WHAT YOU HAVE TO DO. A word-for-word transcription of the records is required.

[Opening PROVIDED INFORMATION section]

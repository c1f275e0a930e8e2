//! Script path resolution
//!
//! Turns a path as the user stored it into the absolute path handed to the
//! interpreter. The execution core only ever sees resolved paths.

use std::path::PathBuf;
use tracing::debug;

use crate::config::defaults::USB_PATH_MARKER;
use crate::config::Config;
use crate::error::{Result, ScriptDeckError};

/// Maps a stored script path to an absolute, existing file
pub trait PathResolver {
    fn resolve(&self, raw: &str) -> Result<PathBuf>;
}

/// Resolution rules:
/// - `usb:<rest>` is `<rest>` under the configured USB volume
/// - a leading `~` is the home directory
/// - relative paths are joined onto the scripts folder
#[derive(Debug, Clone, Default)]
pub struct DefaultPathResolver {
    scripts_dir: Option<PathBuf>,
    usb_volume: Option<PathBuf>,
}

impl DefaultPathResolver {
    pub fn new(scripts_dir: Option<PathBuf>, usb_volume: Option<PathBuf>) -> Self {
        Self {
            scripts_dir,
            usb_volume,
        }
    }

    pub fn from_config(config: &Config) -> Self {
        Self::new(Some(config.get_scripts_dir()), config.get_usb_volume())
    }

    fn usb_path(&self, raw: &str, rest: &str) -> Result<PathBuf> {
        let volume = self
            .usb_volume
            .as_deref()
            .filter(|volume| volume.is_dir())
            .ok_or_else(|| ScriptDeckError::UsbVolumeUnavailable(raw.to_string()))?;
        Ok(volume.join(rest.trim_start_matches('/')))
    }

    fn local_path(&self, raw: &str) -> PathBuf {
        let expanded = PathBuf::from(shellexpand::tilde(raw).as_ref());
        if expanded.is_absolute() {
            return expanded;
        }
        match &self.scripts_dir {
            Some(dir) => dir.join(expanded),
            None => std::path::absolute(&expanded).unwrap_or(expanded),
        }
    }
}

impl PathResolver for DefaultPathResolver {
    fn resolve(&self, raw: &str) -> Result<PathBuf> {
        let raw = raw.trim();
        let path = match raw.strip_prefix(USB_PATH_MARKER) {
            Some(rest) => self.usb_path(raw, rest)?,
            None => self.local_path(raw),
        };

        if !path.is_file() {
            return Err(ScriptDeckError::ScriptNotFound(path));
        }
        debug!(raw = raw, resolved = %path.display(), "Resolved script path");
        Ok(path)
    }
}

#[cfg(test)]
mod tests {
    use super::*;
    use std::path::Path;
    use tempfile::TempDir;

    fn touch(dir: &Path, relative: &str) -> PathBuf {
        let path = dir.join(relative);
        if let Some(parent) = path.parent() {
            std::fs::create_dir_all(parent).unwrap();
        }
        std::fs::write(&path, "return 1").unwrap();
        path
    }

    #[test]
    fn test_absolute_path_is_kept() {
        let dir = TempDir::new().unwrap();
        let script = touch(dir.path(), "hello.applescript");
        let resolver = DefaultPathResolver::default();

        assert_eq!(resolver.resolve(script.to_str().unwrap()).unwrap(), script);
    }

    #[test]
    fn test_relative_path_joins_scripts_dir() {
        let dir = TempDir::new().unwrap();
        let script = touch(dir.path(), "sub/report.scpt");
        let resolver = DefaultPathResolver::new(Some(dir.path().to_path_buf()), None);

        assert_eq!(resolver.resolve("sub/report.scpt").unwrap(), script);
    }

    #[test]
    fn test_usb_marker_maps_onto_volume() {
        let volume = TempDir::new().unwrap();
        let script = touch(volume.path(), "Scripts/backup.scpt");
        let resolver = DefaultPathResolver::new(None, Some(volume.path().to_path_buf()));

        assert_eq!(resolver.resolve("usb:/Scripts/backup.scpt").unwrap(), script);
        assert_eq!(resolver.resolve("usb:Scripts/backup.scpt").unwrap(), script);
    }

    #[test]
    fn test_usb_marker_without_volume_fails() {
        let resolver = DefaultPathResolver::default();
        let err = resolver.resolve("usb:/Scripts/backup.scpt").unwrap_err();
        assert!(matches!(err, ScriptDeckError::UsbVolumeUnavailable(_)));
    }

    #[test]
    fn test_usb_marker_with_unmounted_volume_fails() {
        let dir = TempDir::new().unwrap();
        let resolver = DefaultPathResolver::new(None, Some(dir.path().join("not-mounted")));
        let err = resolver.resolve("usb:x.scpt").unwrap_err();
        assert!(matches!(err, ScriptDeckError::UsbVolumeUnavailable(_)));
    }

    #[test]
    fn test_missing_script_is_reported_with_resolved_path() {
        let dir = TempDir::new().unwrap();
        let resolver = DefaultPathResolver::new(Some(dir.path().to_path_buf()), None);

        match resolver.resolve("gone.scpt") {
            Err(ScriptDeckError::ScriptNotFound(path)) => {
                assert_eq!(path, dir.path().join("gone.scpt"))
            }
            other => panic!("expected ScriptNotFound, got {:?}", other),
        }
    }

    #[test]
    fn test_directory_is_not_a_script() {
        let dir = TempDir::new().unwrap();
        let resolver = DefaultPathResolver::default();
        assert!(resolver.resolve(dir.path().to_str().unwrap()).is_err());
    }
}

[Closing PROVIDED INFORMATION section]

ANSWER SECTION.
repository c1f275e0a930e8e2
//! Script path resolution
//!
//! Turns a path as the user stored it into the absolute path handed to the
//! interpreter. The execution core only ever sees resolved paths.

use std::path::PathBuf;
use tracing::debug;

use crate::config::defaults::USB_PATH_MARKER;
use crate::config::Config;
use crate::error::{Result, ScriptDeckError};

/// Maps a stored script path to an absolute, existing file
pub trait PathResolver {
    fn resolve(&self, raw: &str) -> Result<PathBuf>;
}

/// Resolution rules:
/// - `usb:<rest>` is `<rest>` under the configured USB volume
/// - a leading `~` is the home directory
/// - relative paths are joined onto the scripts folder
#[derive(Debug, Clone, Default)]
pub struct DefaultPathResolver {
    scripts_dir: Option<PathBuf>,
    usb_volume: Option<PathBuf>,
}

impl DefaultPathResolver {
    pub fn new(scripts_dir: Option<PathBuf>, usb_volume: Option<PathBuf>) -> Self {
        Self {
            scripts_dir,
            usb_volume,
        }
    }

    pub fn from_config(config: &Config) -> Self {
        Self::new(Some(config.get_scripts_dir()), config.get_usb_volume())
    }

    fn usb_path(&self, raw: &str, rest: &str) -> Result<PathBuf> {
        let volume = self
            .usb_volume
            .as_deref()
            .filter(|volume| volume.is_dir())
            .ok_or_else(|| ScriptDeckError::UsbVolumeUnavailable(raw.to_string()))?;
        Ok(volume.join(rest.trim_start_matches('/')))
    }

    fn local_path(&self, raw: &str) -> PathBuf {
        let expanded = PathBuf::from(shellexpand::tilde(raw).as_ref());
        if expanded.is_absolute() {
            return expanded;
        }
        match &self.scripts_dir {
            Some(dir) => dir.join(expanded),
            None => std::path::absolute(&expanded).unwrap_or(expanded),
        }
    }
}

impl PathResolver for DefaultPathResolver {
    fn resolve(&self, raw: &str) -> Result<PathBuf> {
        let raw = raw.trim();
        let path = match raw.strip_prefix(USB_PATH_MARKER) {
            Some(rest) => self.usb_path(raw, rest)?,
            None => self.local_path(raw),
        };

        if !path.is_file() {
            return Err(ScriptDeckError::ScriptNotFound(path));
        }
        debug!(raw = raw, resolved = %path.display(), "Resolved script path");
        Ok(path)
    }
}

#[cfg(test)]
mod tests {
    use super::*;
    use std::path::Path;
    use tempfile::TempDir;

    fn touch(dir: &Path, relative: &str) -> PathBuf {
        let path = dir.join(relative);
        if let Some(parent) = path.parent() {
            std::fs::create_dir_all(parent).unwrap();
        }
        std::fs::write(&path, "return 1").unwrap();
        path
    }

    #[test]
    fn test_absolute_path_is_kept() {
        let dir = TempDir::new().unwrap();
        let script = touch(dir.path(), "hello.applescript");
        let resolver = DefaultPathResolver::default();

        assert_eq!(resolver.resolve(script.to_str().unwrap()).unwrap(), script);
    }

    #[test]
    fn test_relative_path_joins_scripts_dir() {
        let dir = TempDir::new().unwrap();
        let script = touch(dir.path(), "sub/report.scpt");
        let resolver = DefaultPathResolver::new(Some(dir.path().to_path_buf()), None);

        assert_eq!(resolver.resolve("sub/report.scpt").unwrap(), script);
    }

    #[test]
    fn test_usb_marker_maps_onto_volume() {
        let volume = TempDir::new().unwrap();
        let script = touch(volume.path(), "Scripts/backup.scpt");
        let resolver = DefaultPathResolver::new(None, Some(volume.path().to_path_buf()));

        assert_eq!(resolver.resolve("usb:/Scripts/backup.scpt").unwrap(), script);
        assert_eq!(resolver.resolve("usb:Scripts/backup.scpt").unwrap(), script);
    }

    #[test]
    fn test_usb_marker_without_volume_fails() {
        let resolver = DefaultPathResolver::default();
        let err = resolver.resolve("usb:/Scripts/backup.scpt").unwrap_err();
        assert!(matches!(err, ScriptDeckError::UsbVolumeUnavailable(_)));
    }

    #[test]
    fn test_usb_marker_with_unmounted_volume_fails() {
        let dir = TempDir::new().unwrap();
        let resolver = DefaultPathResolver::new(None, Some(dir.path().join("not-mounted")));
        let err = resolver.resolve("usb:x.scpt").unwrap_err();
        assert!(matches!(err, ScriptDeckError::UsbVolumeUnavailable(_)));
    }

    #[test]
    fn test_missing_script_is_reported_with_resolved_path() {
        let dir = TempDir::new().unwrap();
        let resolver = DefaultPathResolver::new(Some(dir.path().to_path_buf()), None);

        match resolver.resolve("gone.scpt") {
            Err(ScriptDeckError::ScriptNotFound(path)) => {
                assert_eq!(path, dir.path().join("gone.scpt"))
            }
            other => panic!("expected ScriptNotFound, got {:?}", other),
        }
    }

    #[test]
    fn test_directory_is_not_a_script() {
        let dir = TempDir::new().unwrap();
        let resolver = DefaultPathResolver::default();
        assert!(resolver.resolve(dir.path().to_str().unwrap()).is_err());
    }
}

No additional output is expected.